Garrison information
- Current commander: Colonel Charles E. Dudik
- Garrison: Marine Aircraft Group 13

Airfield information
- Identifiers: IATA: YUM, ICAO: KNYL, FAA LID: NYL, WMO: 699604
- Elevation: 64.9 metres (213 ft) AMSL
Runways
| Direction | Length and surface |
| 3L/21R | 4,053.8 metres (13,300 ft) concrete |
| 3R/21L | 2,816 metres (9,239 ft) asphalt/concrete |
| 8/26 | 1,873.3 metres (6,146 ft) asphalt/concrete |
| 17/35 | 1,740.4 metres (5,710 ft) asphalt/concrete |
- Other airfield facilities: 5x V/STOL pad

= Marine Corps Air Station Yuma =

US Marine Corps base in Yuma, Arizona, United States

Marine Corps Air Station Yuma or MCAS Yuma is a United States Marine Corps air station in Yuma, Arizona. It is the home of multiple squadrons of F-35B Lightning IIs of the 3rd Marine Aircraft Wing, Marine Aviation Weapons and Tactics Squadron 1 (MAWTS-1), Marine Operational Test and Evaluation Squadron 1 (VMX-1) and Marine Fighter Training Squadron 401 (VMFT-401), an air combat adversary squadron of the 4th Marine Aircraft Wing of the Marine Corps Reserve. It is a designated Superfund site due to a number of soil and groundwater contaminants, including asbestos.

The station is 2 mi from the city center of Yuma. A joint use civilian-military airport, MCAS Yuma shares airfield facilities with Yuma International Airport and occupies approximately 3000 acre, most of which is flat desert. MCAS Yuma also operates an auxiliary airfield on the Barry M. Goldwater Range.

==History==

===Air Force use===
In 1928, the federal government purchased 640 acre near Yuma at the recommendation of Colonel Benjamin F. Fly. Temporary dirt runways were installed for usage by military and civilian planes. It was called Fly Field.
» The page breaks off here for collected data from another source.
//! Full-surface layers that stack content in z-order, and the frames that
//! popups and dialogs sit in.

use easel_core::*;

use crate::style::{DIALOG_MAX, POPUP_BACKDROP, POPUP_BG, POPUP_MAX};

/// Default name of a [`PopupLayer`], used by views that open popups.
pub const POPUP_LAYER: &str = "popup-layer";
/// Default name of a [`DialogLayer`].
pub const DIALOG_LAYER: &str = "dialog-layer";

fn layout_all(cx: &mut LayoutCx<'_>, available: Size) -> Size {
    for ch in cx.children() {
        cx.layout_child(ch, available);
    }
    available
}

/// Lays every child out at the full available size. The layer itself never
/// takes the pointer, so presses outside its children reach the views below.
#[derive(Default)]
pub struct LayerView;

impl LayerView {
    pub fn new() -> Self {
        Self
    }
}

impl View for LayerView {
    fn layout(&mut self, cx: &mut LayoutCx<'_>, available: Size) -> Size {
        layout_all(cx, available)
    }

    fn can_receive_mouse(&self, _has_children: bool) -> bool {
        false
    }

    fn kind(&self) -> &'static str {
        "layer"
    }
}

/// A layer for transient popups.
///
/// While it holds children it captures the pointer everywhere: a press on the
/// backdrop (outside every popup) dismisses all of them and stops the event.
/// With no children it is transparent like [`LayerView`].
#[derive(Default)]
pub struct PopupLayer;

impl PopupLayer {
    pub fn new() -> Self {
        Self
    }
}

impl View for PopupLayer {
    fn layout(&mut self, cx: &mut LayoutCx<'_>, available: Size) -> Size {
        layout_all(cx, available)
    }

    fn draw(&self, cx: &mut DrawCx<'_>) {
        if !cx.tree().children(cx.id()).is_empty() {
            cx.fill_background(POPUP_BACKDROP);
        }
    }

    fn input(&mut self, cx: &mut EventCx<'_>, event: &mut InputEvent) {
        if !event.is_pointer_down() {
            return;
        }
        let Some(pos) = event.position() else { return };
        if on_child(cx, pos) {
            return;
        }
        log::debug!("popup backdrop pressed; dismissing");
        let me = cx.id();
        cx.clear_children(me);
        event.stop();
        cx.request_repaint();
    }

    fn can_receive_mouse(&self, has_children: bool) -> bool {
        has_children
    }

    fn kind(&self) -> &'static str {
        POPUP_LAYER
    }
}

fn on_child(cx: &EventCx<'_>, pos: Point) -> bool {
    cx.children(cx.id()).iter().any(|&ch| {
        cx.tree()
            .node(ch)
            .is_some_and(|n| n.visible() && n.bounds().contains(pos))
    })
}

/// Lays out the first child against `offer` and takes its size.
fn wrap_first(cx: &mut LayoutCx<'_>, offer: Size) -> Size {
    let children = cx.children();
    let Some((&content, rest)) = children.split_first() else {
        return Size::ZERO;
    };
    if !rest.is_empty() {
        log::debug!("{} extra children not laid out", rest.len());
    }
    let size = cx.layout_child(content, offer);
    cx.set_child_position(content, Point::ZERO);
    size
}

/// Frame for one popup's content, placed in a [`PopupLayer`] at the point
/// it was opened at. Sized to its first child.
#[derive(Default)]
pub struct PopupContainer;

impl PopupContainer {
    pub fn new() -> Self {
        Self
    }
}

impl View for PopupContainer {
    fn layout(&mut self, cx: &mut LayoutCx<'_>, _available: Size) -> Size {
        wrap_first(cx, Size::new(POPUP_MAX, POPUP_MAX))
    }

    fn draw(&self, cx: &mut DrawCx<'_>) {
        cx.fill_background(POPUP_BG);
    }

    fn kind(&self) -> &'static str {
        "popup-container"
    }
}

/// A layer for modal dialogs.
///
/// Every child is centered on the layer. While a dialog is showing the layer
/// takes every press that misses it, so nothing underneath can be reached
/// until the dialog is removed.
#[derive(Default)]
pub struct DialogLayer;

impl DialogLayer {
    pub fn new() -> Self {
        Self
    }
}

impl View for DialogLayer {
    fn layout(&mut self, cx: &mut LayoutCx<'_>, available: Size) -> Size {
        for ch in cx.children() {
            let size = cx.layout_child(ch, available);
            cx.set_child_position(
                ch,
                Point::new(
                    (available.width - size.width) / 2.0,
                    (available.height - size.height) / 2.0,
                ),
            );
        }
        available
    }

    fn draw(&self, cx: &mut DrawCx<'_>) {
        if !cx.tree().children(cx.id()).is_empty() {
            cx.fill_background(POPUP_BACKDROP);
        }
    }

    fn input(&mut self, cx: &mut EventCx<'_>, event: &mut InputEvent) {
        let Some(pos) = event.position() else { return };
        if !on_child(cx, pos) {
            event.stop();
        }
    }

    fn can_receive_mouse(&self, has_children: bool) -> bool {
        has_children
    }

    fn kind(&self) -> &'static str {
        DIALOG_LAYER
    }
}

/// Frame for a dialog's content. Its first child is offered at most
/// 600x600 and the frame takes the child's size.
#[derive(Default)]
pub struct DialogContainer;

impl DialogContainer {
    pub fn new() -> Self {
        Self
    }
}

impl View for DialogContainer {
    fn layout(&mut self, cx: &mut LayoutCx<'_>, available: Size) -> Size {
        let offer = Size::new(available.width.min(DIALOG_MAX), available.height.min(DIALOG_MAX));
        wrap_first(cx, offer)
    }

    fn draw(&self, cx: &mut DrawCx<'_>) {
        cx.fill_background(POPUP_BG);
    }

    fn kind(&self) -> &'static str {
        "dialog-container"
    }
}
use easel_core::*;

/// Fills whatever it is offered, on both axes.
#[derive(Default)]
pub struct GrowPanel {
    fill: Option<Color>,
}

impl GrowPanel {
    pub fn new() -> Self {
        Self::default()
    }

    pub fn with_fill(mut self, fill: Color) -> Self {
        self.fill = Some(fill);
        self
    }
}

impl View for GrowPanel {
    fn layout(&mut self, cx: &mut LayoutCx<'_>, available: Size) -> Size {
        for ch in cx.children() {
            cx.layout_child(ch, available);
        }
        available
    }

    fn draw(&self, cx: &mut DrawCx<'_>) {
        if let Some(fill) = self.fill {
            cx.fill_background(fill);
        }
    }

    fn flex(&self) -> Flex {
        Flex::BOTH
    }

    fn kind(&self) -> &'static str {
        "grow"
    }
}

/// Empty space that soaks up the leftover extent along one axis.
pub struct Spacer {
    axis: crate::Axis,
}

impl Spacer {
    pub fn horizontal() -> Self {
        Self {
            axis: crate::Axis::Horizontal,
        }
    }

    pub fn vertical() -> Self {
        Self {
            axis: crate::Axis::Vertical,
        }
    }
}

impl View for Spacer {
    fn layout(&mut self, _cx: &mut LayoutCx<'_>, available: Size) -> Size {
        match self.axis {
            crate::Axis::Horizontal => Size::new(available.width, 0.0),
            crate::Axis::Vertical => Size::new(0.0, available.height),
        }
    }

    fn flex(&self) -> Flex {
        match self.axis {
            crate::Axis::Horizontal => Flex::H,
            crate::Axis::Vertical => Flex::V,
        }
    }

    fn can_receive_mouse(&self, _has_children: bool) -> bool {
        false
    }

    fn kind(&self) -> &'static str {
        "spacer"
    }
}
use clap::{Args, Parser, Subcommand};

#[derive(Parser)]
#[command(name = "xing-cli")]
#[command(about = "Command line interface for the XING REST API")]
#[command(version)]
#[command(after_help = "Examples:
  xing-cli me                                   # Show your own profile
  xing-cli me --fields id,display_name          # Only selected fields
  xing-cli call get v1/users/me/contacts -P limit=10
  xing-cli call post v1/users/me/status_message -P message=Hello --text
  xing-cli config show                          # Show current configuration

Environment Variables:
  XING_CONSUMER_KEY        OAuth consumer key
  XING_CONSUMER_SECRET     OAuth consumer secret
  XING_OAUTH_TOKEN         OAuth access token
  XING_OAUTH_TOKEN_SECRET  OAuth access token secret
  XING_BASE_URL            API root (default https://api.xing.com)")]
pub struct Cli {
    /// Enable verbose output for debugging
    #[arg(short, long, global = true)]
    pub verbose: bool,

    /// Custom configuration directory path
    #[arg(long, global = true)]
    pub config_dir: Option<String>,

    #[command(subcommand)]
    pub command: Commands,
}

#[derive(Subcommand)]
pub enum Commands {
    /// Configuration management (show, set)
    Config {
        #[command(subcommand)]
        command: ConfigCommands,
    },
    /// Send a raw API call
    Call(CallArgs),
    /// Show the profile of the authorizing user
    Me {
        /// Comma-separated user fields (default: all fields)
        #[arg(long)]
        fields: Option<String>,
    },
}

#[derive(Subcommand, Debug)]
pub enum ConfigCommands {
    /// Show the current configuration
    Show,
    /// Set configuration values
    #[command(after_help = "Examples:
  xing-cli config set --base-url https://api.xing.com
  xing-cli config set --consumer-key abc123 --timeout 60")]
    Set {
        /// XING API root URL
        #[arg(long)]
        base_url: Option<String>,
        /// OAuth consumer key
        #[arg(long)]
        consumer_key: Option<String>,
        /// Request timeout in seconds
        #[arg(long)]
        timeout: Option<u64>,
    },
}

/// Arguments for a raw API call
#[derive(Args, Debug)]
pub struct CallArgs {
    /// HTTP verb: get, post, put or delete
    pub verb: String,

    /// Endpoint relative to the API root, e.g. v1/users/me
    pub endpoint: String,

    /// Parameters in key=value format (can be repeated)
    #[arg(short = 'P', long = "param", action = clap::ArgAction::Append)]
    pub params: Vec<String>,

    /// Return the body as raw text instead of parsing JSON
    #[arg(long)]
    pub text: bool,
}
pub mod command_handlers;
pub mod dispatcher;
pub mod main_types;
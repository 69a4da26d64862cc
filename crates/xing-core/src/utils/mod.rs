//! Utils module - Shared utilities and helpers

/// Error conversion helpers for the HTTP transport
pub mod error_helpers;

/// Verbose output helpers
pub mod logging;

/// Input validation and sanitization utilities
pub mod validation;
pub mod config_service;
pub mod user_service;
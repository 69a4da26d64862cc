use super::params::ParameterSet;
use super::response::Response;
use crate::error::TransportError;
use async_trait::async_trait;
use std::fmt;
use std::str::FromStr;

/// HTTP verbs supported by the XING API
#[derive(Debug, Clone, Copy, PartialEq, Eq, Hash)]
pub enum Verb {
    Get,
    Post,
    Put,
    Delete,
}

impl Verb {
    /// Read verbs carry their parameters in the query string, all others in the body.
    pub fn is_read(&self) -> bool {
        matches!(self, Verb::Get)
    }

    pub fn as_str(&self) -> &'static str {
        match self {
            Verb::Get => "GET",
            Verb::Post => "POST",
            Verb::Put => "PUT",
            Verb::Delete => "DELETE",
        }
    }
}

impl fmt::Display for Verb {
    fn fmt(&self, f: &mut fmt::Formatter<'_>) -> fmt::Result {
        f.write_str(self.as_str())
    }
}

impl FromStr for Verb {
    type Err = String;

    fn from_str(s: &str) -> Result<Self, Self::Err> {
        match s.to_ascii_lowercase().as_str() {
            "get" => Ok(Verb::Get),
            "post" => Ok(Verb::Post),
            "put" => Ok(Verb::Put),
            "delete" => Ok(Verb::Delete),
            other => Err(format!("unsupported verb '{}'", other)),
        }
    }
}

/// Sends signed requests to the provider.
///
/// Implementations own authentication, connection handling and timeouts.
/// A transport returns a [`Response`] for every HTTP status it receives and
/// only fails when no response could be obtained.
#[async_trait]
pub trait AuthenticatedTransport: Send + Sync {
    async fn transmit(
        &self,
        verb: Verb,
        url: &str,
        body: Option<&ParameterSet>,
    ) -> Result<Response, TransportError>;
}

#[async_trait]
impl<T: AuthenticatedTransport + ?Sized> AuthenticatedTransport for std::sync::Arc<T> {
    async fn transmit(
        &self,
        verb: Verb,
        url: &str,
        body: Option<&ParameterSet>,
    ) -> Result<Response, TransportError> {
        (**self).transmit(verb, url, body).await
    }
}

#[cfg(test)]
mod tests {
    use super::*;

    #[test]
    fn test_only_get_is_read() {
        assert!(Verb::Get.is_read());
        assert!(!Verb::Post.is_read());
        assert!(!Verb::Put.is_read());
        assert!(!Verb::Delete.is_read());
    }

    #[test]
    fn test_verb_parse() {
        assert_eq!("get".parse::<Verb>(), Ok(Verb::Get));
        assert_eq!("POST".parse::<Verb>(), Ok(Verb::Post));
        assert_eq!("Delete".parse::<Verb>(), Ok(Verb::Delete));
        assert!("patch".parse::<Verb>().is_err());
        assert_eq!(Verb::Put.to_string(), "PUT");
    }
}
The outbreak of World War II transformed the civilian airport into the Yuma Army Airfield. Construction of facilities began on 1 June 1942 and was activated on 15 December

Yuma AAF was a single-engine flight training school, operated by the Army Air Forces Flying Training Command, West Coast Training Center, later Western Flying Training Command. Flying training began in January 1943. Its training unit was the 307th Single Engine Flying Training Group which operated AT-6 Texans, reporting to the 37th Flying Training Wing. The base operating unit was the 403d Army Air Force Base Unit. In 1944, the unit was upgraded to multi-engine flight training, operating Martin B-26 Marauders. In addition to the flying training, a Flexible Gunnery School was established at the airfield in November 1943. Flight training was discontinued on 23 April 1945 and gunnery training on 31 May 1945.

The base was closed on 1 November 1945. After the war, the airfield was turned over to the Department of the Interior as a headquarters for the Bureau of Land Reclamation.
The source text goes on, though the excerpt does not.